Ensuite, pendant des mois avant d’avoir un travail, il nous fallut aller à la police d’Aix-en-Provence pour avoir le renouvellement du permis de séjour. Un banc de 5 personnes, et 40 candidats attendant depuis 7 heures du matin car seuls les premiers passaient. Un policier au nez velu dehors et dedans, au gros ventre rempli d’arrogance, parfaitement ignoble, faisait les cent pas devant le banc en nous toisant d’un air suffisant, et ne se privait pas de hurler à la moindre vétille. On s’attendait à finir en prison pour avoir dit qu’on devait aller aux toilettes…

Mais l’Italie ne fut pas mieux sur ce plan, Italie chérie où je partis en 1985. Pas de visite médicale heureusement. Mais la course de l’écureuil dans sa roue pour trouver par où commencer. En effet pour m’inscrire comme demandeuse d’emploi je devais d’abord avoir mon permis de séjour délivré par la police des étrangers, et cette dernière ne voulait me l’accorder que si j’avais un emploi… Oléééééééééé!
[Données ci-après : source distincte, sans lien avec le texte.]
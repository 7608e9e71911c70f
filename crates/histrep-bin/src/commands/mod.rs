// SPDX-License-Identifier: PolyForm-Noncommercial-1.0.0
// Copyright (c) 2025 Sylvex. All rights reserved.

//! CLI command implementations.
//!
//! - `run`: Start replicating
//! - `validate`: Validate configuration and points file
//! - `version`: Show version information

mod run;
mod validate;
mod version;

pub use run::run;
pub use validate::{validate, validate_config, ValidationReport};
pub use version::version;

use crate::cli::{Cli, Commands};
use crate::error::BinResult;

/// Executes the appropriate command based on CLI arguments.
pub async fn execute(cli: Cli) -> BinResult<()> {
    match cli.effective_command() {
        Commands::Run(args) => run::run(&cli, args).await,
        Commands::Validate(args) => validate::validate(&cli, args),
        Commands::Version => version::version(&cli),
    }
}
J’ai donc fini par trouver “un emploi” de quatre ou cinq heures par semaine, ce qui résolut momentanément le casse-tête. Mais parfois un policier, sentant l’eau de toilette, la moustache cirée, le cheveu de velours et une grandissime conscience de l’uniforme me posait des questions de profileur sur cet emploi, et refusait avec superbe de prolonger mon séjour. Je retournais donc le lendemain, guettais s’il n’était pas là, et espérais tomber dans les pattes d’un policier aimable ou distrait.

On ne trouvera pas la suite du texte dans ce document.